Communicate the Bad and the Good
Other major demotivating forces during a time of crisis are rumors and misinformation. I’ve seen companies absolutely crippled by negative groupthink fueled by gossip. Let’s face it: This recession is forcing change onto people, most of whom fear change more than anything else. And fear makes people do things they usually wouldn’t do. Those behaviors include gossiping.
That’s why it’s so important to communicate to staff what’s going on, how the recession is affecting your business, and what you are changing to react to the new environment. Your company needs to have confidence that these changes and the resulting pain (if there are layoffs) will lead to something better in the end. You must explain the process for layoffs, if that’s the case, so that everyone understands there are fair rules to the game. And you must clearly explain why changes are necessary, so that your employees know with certainty that there are no other alternatives.
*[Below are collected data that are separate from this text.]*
use crate::blockchain::contracts::{Call3, CallResult, IMulticall3};
use crate::config::{ChainConfig, Config};
use alloy::eips::BlockNumberOrTag;
use alloy::primitives::{Address, Bytes, B256};
use alloy::providers::{DynProvider, Provider, ProviderBuilder};
use alloy::rpc::types::{Filter, Log, TransactionInput, TransactionRequest};
use alloy::sol_types::SolCall;
use alloy::transports::{RpcError, TransportError, TransportErrorKind};
use async_trait::async_trait;
use backon::{ExponentialBuilder, Retryable};
use governor::{DefaultDirectRateLimiter, Quota, RateLimiter};
use std::num::NonZeroU32;
use std::time::Duration;
use thiserror::Error;
use tracing::{info, warn};

const RPC_CONNECT_TIMEOUT: Duration = Duration::from_secs(10);

#[derive(Error, Debug)]
pub enum ClientError {
    #[error("RPC error: {0}")]
    Rpc(#[from] TransportError),

    #[error("ABI error: {0}")]
    Abi(#[from] alloy::sol_types::Error),

    #[error("Block not found: {0}")]
    BlockNotFound(u64),

    #[error("Multicall returned {got} results for {expected} calls")]
    MulticallLength { expected: usize, got: usize },
}

/// The RPC capabilities the ingestion pipeline relies on.
#[async_trait]
pub trait ChainRpc: Send + Sync {
    /// Current head block number.
    async fn block_number(&self) -> Result<u64, ClientError>;

    /// All logs in `from_block..=to_block` whose first topic is one of `topics`.
    async fn logs(
        &self,
        from_block: u64,
        to_block: u64,
        topics: &[B256],
    ) -> Result<Vec<Log>, ClientError>;

    /// Unix timestamp of block `number`.
    async fn block_timestamp(&self, number: u64) -> Result<u64, ClientError>;

    /// Read-only `eth_call` against the latest block.
    async fn call(&self, to: Address, data: Bytes) -> Result<Bytes, ClientError>;

    /// Runs `calls` through Multicall3 `aggregate3` in a single round trip.
    async fn aggregate(
        &self,
        multicall: Address,
        calls: Vec<Call3>,
    ) -> Result<Vec<CallResult>, ClientError> {
        let expected = calls.len();
        let data = IMulticall3::aggregate3Call { calls }.abi_encode();
        let output = self.call(multicall, data.into()).await?;
        let results = IMulticall3::aggregate3Call::abi_decode_returns(&output)?;
        if results.len() != expected {
            return Err(ClientError::MulticallLength {
                expected,
                got: results.len(),
            });
        }
        Ok(results)
    }
}

pub struct EvmClient {
    chain: String,
    provider: DynProvider,
    limiter: Option<DefaultDirectRateLimiter>,
    max_retries: usize,
}

impl EvmClient {
    pub fn new(chain: &ChainConfig, config: &Config) -> Result<Self, ClientError> {
        info!(
            chain = %chain.name,
            rpc_url = %chain.rpc_url,
            chain_id = chain.chain_id,
            "Initializing EVM client"
        );

        let http = reqwest::Client::builder()
            .connect_timeout(RPC_CONNECT_TIMEOUT)
            .timeout(Duration::from_secs(config.rpc_timeout_secs))
            .build()
            .map_err(TransportErrorKind::custom)?;
        let provider = ProviderBuilder::new()
            .connect_reqwest(http, chain.rpc_url.clone())
            .erased();

        let limiter = config
            .rpc_rate_limit
            .and_then(NonZeroU32::new)
            .map(|per_second| RateLimiter::direct(Quota::per_second(per_second)));

        Ok(Self {
            chain: chain.name.clone(),
            provider,
            limiter,
            max_retries: config.rpc_max_retries,
        })
    }

    fn backoff(&self) -> ExponentialBuilder {
        ExponentialBuilder::default()
            .with_min_delay(Duration::from_millis(500))
            .with_max_delay(Duration::from_secs(10))
            .with_max_times(self.max_retries)
    }

    async fn throttle(&self) {
        if let Some(limiter) = &self.limiter {
            limiter.until_ready().await;
        }
    }

    fn log_retry(&self, method: &'static str, err: &TransportError, delay: Duration) {
        warn!(chain = %self.chain, method, ?delay, "retrying rpc call: {}", err);
    }
}

/// Errors worth retrying within the same cycle: transport failures and provider throttling.
fn is_transient(err: &TransportError) -> bool {
    match err {
        RpcError::Transport(_) => true,
        RpcError::ErrorResp(resp) => {
            resp.code == 429
                || resp.message.contains("limit exceeded")
                || resp.message.contains("rate limit")
        }
        _ => false,
    }
}

#[async_trait]
impl ChainRpc for EvmClient {
    async fn block_number(&self) -> Result<u64, ClientError> {
        let number = (|| async {
            self.throttle().await;
            self.provider.get_block_number().await
        })
        .retry(self.backoff())
        .when(is_transient)
        .notify(|err, delay| self.log_retry("eth_blockNumber", err, delay))
        .await?;
        Ok(number)
    }

    async fn logs(
        &self,
        from_block: u64,
        to_block: u64,
        topics: &[B256],
    ) -> Result<Vec<Log>, ClientError> {
        let filter = Filter::new()
            .select(from_block..=to_block)
            .event_signature(topics.to_vec());

        let logs = (|| async {
            self.throttle().await;
            self.provider.get_logs(&filter).await
        })
        .retry(self.backoff())
        .when(is_transient)
        .notify(|err, delay| self.log_retry("eth_getLogs", err, delay))
        .await?;
        Ok(logs)
    }

    async fn block_timestamp(&self, number: u64) -> Result<u64, ClientError> {
        let block = (|| async {
            self.throttle().await;
            self.provider
                .get_block_by_number(BlockNumberOrTag::Number(number))
                .await
        })
        .retry(self.backoff())
        .when(is_transient)
        .notify(|err, delay| self.log_retry("eth_getBlockByNumber", err, delay))
        .await?;

        let block = block.ok_or(ClientError::BlockNotFound(number))?;
        Ok(block.header.timestamp)
    }

    async fn call(&self, to: Address, data: Bytes) -> Result<Bytes, ClientError> {
        let request = TransactionRequest::default()
            .to(to)
            .input(TransactionInput::new(data));

        let output = (|| async {
            self.throttle().await;
            self.provider.call(request.clone()).await
        })
        .retry(self.backoff())
        .when(is_transient)
        .notify(|err, delay| self.log_retry("eth_call", err, delay))
        .await?;
        Ok(output)
    }
}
By the way, you need to communicate in person as much as possible and not through an e-mail or a memo. Your employees want to see you and see how confident you are about the company and its future. (But if you’re not, then send the stupid memo!)
The Right Stuff
Remember the 1983 movie The Right Stuff, about the early years of the U.S. space program? From Chuck Yeager breaking the sound barrier to the selection of the original crew of Mercury 7 astronauts, we learned that these American heroes were everyday, imperfect people who took amazing risks to achieve their dreams. They were simply made of the right stuff.
This economic recession is separating the wheat from the chaff to reveal which business leaders are made of the right stuff. It’s times like these that make heroes out of everyday, imperfect people. Leading in a crisis doesn’t build character; it defines it. If you want to be a real leader who is a positive, motivating force for your company, make sure you measure up to these qualities:
• Clearly express the direction of the company, even if the final result is not yet known and the news is bad;
• Communicate positive energy, calmness, and confidence grounded in substantive corporate principles and plans;
• Listen to ideas from everyone—from the mailroom to the boardroom;
• Execute the plan firmly and be flexible when necessary;
• Demonstrate that difficult decisions were made with fairness and consideration;
• Motivate demoralized employees by making them feel that they are important.
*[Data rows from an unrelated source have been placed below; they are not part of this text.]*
pub mod checkpoint;
pub mod connection;
pub mod delegation;
pub mod entity;
pub mod query;

use thiserror::Error;

use crate::validation::ValidationError;
pub use entity::{EntityKind, FieldValue};

#[derive(Error, Debug)]
pub enum StoreError {
    #[error("Database error: {0}")]
    Database(#[from] sqlx::Error),

    #[error("unknown field `{field}` for {kind}")]
    UnknownField { kind: EntityKind, field: String },

    #[error("invalid value for `{field}` on {kind}: {reason}")]
    InvalidValue {
        kind: EntityKind,
        field: String,
        reason: String,
    },

    #[error(transparent)]
    Validation(#[from] ValidationError),
}

// One database per chain. Every entity table is keyed on the provenance id and indexed on
// its ordering field plus every field the query layer filters on.
pub const INIT_SCHEMA: &str = r#"
CREATE TABLE IF NOT EXISTS checkpoints (
    chain TEXT PRIMARY KEY,
    last_block INTEGER NOT NULL,
    updated_at INTEGER NOT NULL
);

CREATE TABLE IF NOT EXISTS deposits (
    id TEXT PRIMARY KEY,
    currency TEXT NOT NULL,
    amount TEXT NOT NULL,
    leaf_index INTEGER NOT NULL,
    timestamp INTEGER NOT NULL,
    block_number INTEGER NOT NULL,
    commitment TEXT NOT NULL,
    transaction_hash TEXT NOT NULL
);
CREATE INDEX IF NOT EXISTS idx_deposits_block_number ON deposits(block_number);
CREATE INDEX IF NOT EXISTS idx_deposits_leaf_index ON deposits(leaf_index);
CREATE INDEX IF NOT EXISTS idx_deposits_currency_amount ON deposits(currency, amount);

CREATE TABLE IF NOT EXISTS withdrawals (
    id TEXT PRIMARY KEY,
    currency TEXT NOT NULL,
    amount TEXT NOT NULL,
    recipient TEXT NOT NULL,
    fee TEXT NOT NULL,
    nullifier TEXT NOT NULL,
    timestamp INTEGER NOT NULL,
    block_number INTEGER NOT NULL,
    transaction_hash TEXT NOT NULL
);
CREATE INDEX IF NOT EXISTS idx_withdrawals_block_number ON withdrawals(block_number);
CREATE INDEX IF NOT EXISTS idx_withdrawals_currency_amount ON withdrawals(currency, amount);

CREATE TABLE IF NOT EXISTS encrypted_notes (
    id TEXT PRIMARY KEY,
    global_index INTEGER NOT NULL,
    block_number INTEGER NOT NULL,
    encrypted_note TEXT NOT NULL,
    transaction_hash TEXT NOT NULL
);
CREATE INDEX IF NOT EXISTS idx_encrypted_notes_global_index ON encrypted_notes(global_index);
CREATE INDEX IF NOT EXISTS idx_encrypted_notes_block_number ON encrypted_notes(block_number);

CREATE TABLE IF NOT EXISTS relayers (
    id TEXT PRIMARY KEY,
    address TEXT NOT NULL,
    host_name TEXT NOT NULL,
    host_name_hash TEXT NOT NULL,
    registration_block INTEGER NOT NULL
);
CREATE INDEX IF NOT EXISTS idx_relayers_registration_block ON relayers(registration_block);
CREATE INDEX IF NOT EXISTS idx_relayers_address ON relayers(address);

CREATE TABLE IF NOT EXISTS note_accounts (
    id TEXT PRIMARY KEY,
    account_index INTEGER NOT NULL,
    address TEXT NOT NULL,
    encrypted_account TEXT NOT NULL,
    block_number INTEGER NOT NULL,
    transaction_hash TEXT NOT NULL
);
CREATE INDEX IF NOT EXISTS idx_note_accounts_address_index ON note_accounts(address, account_index);
CREATE INDEX IF NOT EXISTS idx_note_accounts_block_number ON note_accounts(block_number);

CREATE TABLE IF NOT EXISTS delegations (
    id TEXT PRIMARY KEY,
    kind TEXT NOT NULL,
    delegator TEXT NOT NULL,
    delegatee TEXT NOT NULL,
    block INTEGER NOT NULL,
    log_index INTEGER NOT NULL,
    transaction_hash TEXT NOT NULL
);
CREATE INDEX IF NOT EXISTS idx_delegations_delegator ON delegations(delegator);
CREATE INDEX IF NOT EXISTS idx_delegations_delegatee ON delegations(delegatee);
CREATE INDEX IF NOT EXISTS idx_delegations_block ON delegations(block);
"#;
// Set up logging
// Load configuration
// Open one store per chain
// Build a poller per chain and hand them to the scheduler
// Run until Ctrl-C

use pool_indexer::blockchain::{ChainPoller, ChainRpc, EvmClient, Scheduler};
use pool_indexer::cache::BlockTimeCache;
use pool_indexer::config::Config;
use pool_indexer::db::{checkpoint, connection};
use pool_indexer::logging;
use std::sync::Arc;
use tokio_util::sync::CancellationToken;

#[tokio::main]
async fn main() -> Result<(), Box<dyn std::error::Error>> {
    dotenv::dotenv().ok();
    logging::init();
    let config = Config::from_env().inspect_err(|e| {
        tracing::error!("Invalid configuration: {}", e);
    })?;
    tracing::info!(
        chains = config.chains.len(),
        poll_interval = ?config.poll_interval,
        chunk_size = config.chunk_size,
        "Starting pool-indexer"
    );

    std::fs::create_dir_all(&config.data_dir)?;

    let mut scheduler = Scheduler::new(config.poll_interval);
    for chain in &config.chains {
        let pool = connection::establish_connection(&chain.database_url, config.db_max_connections)
            .await?;
        checkpoint::ensure_checkpoint(&pool, &chain.name, chain.start_block).await?;
        tracing::info!(chain = %chain.name, database = %chain.database_url, "Store ready");

        let rpc: Arc<dyn ChainRpc> = Arc::new(EvmClient::new(chain, &config)?);
        let block_times = BlockTimeCache::new(config.block_time_cache_capacity);
        scheduler.add_chain(ChainPoller::new(
            chain,
            config.chunk_size,
            rpc,
            pool,
            block_times,
        ));
    }

    let shutdown = CancellationToken::new();
    let signal_token = shutdown.clone();
    tokio::spawn(async move {
        match tokio::signal::ctrl_c().await {
            Ok(()) => tracing::info!("Received Ctrl-C, shutting down"),
            Err(e) => tracing::error!("Failed to listen for Ctrl-C: {}", e),
        }
        signal_token.cancel();
    });

    scheduler.run(shutdown).await;
    tracing::info!("pool-indexer stopped");
    Ok(())
}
If the prevailing economic pre-dictions come true, we’re probably going to be battling this recession for quite some time. The Wall Street gyrations will expose those who have built houses of cards and leave the ones with substance standing.
I think that will be true of business leaders, too. When this is all said and done, the ones left standing will be the ones who proved to be beacons of light for their companies because they were made of the right stuff.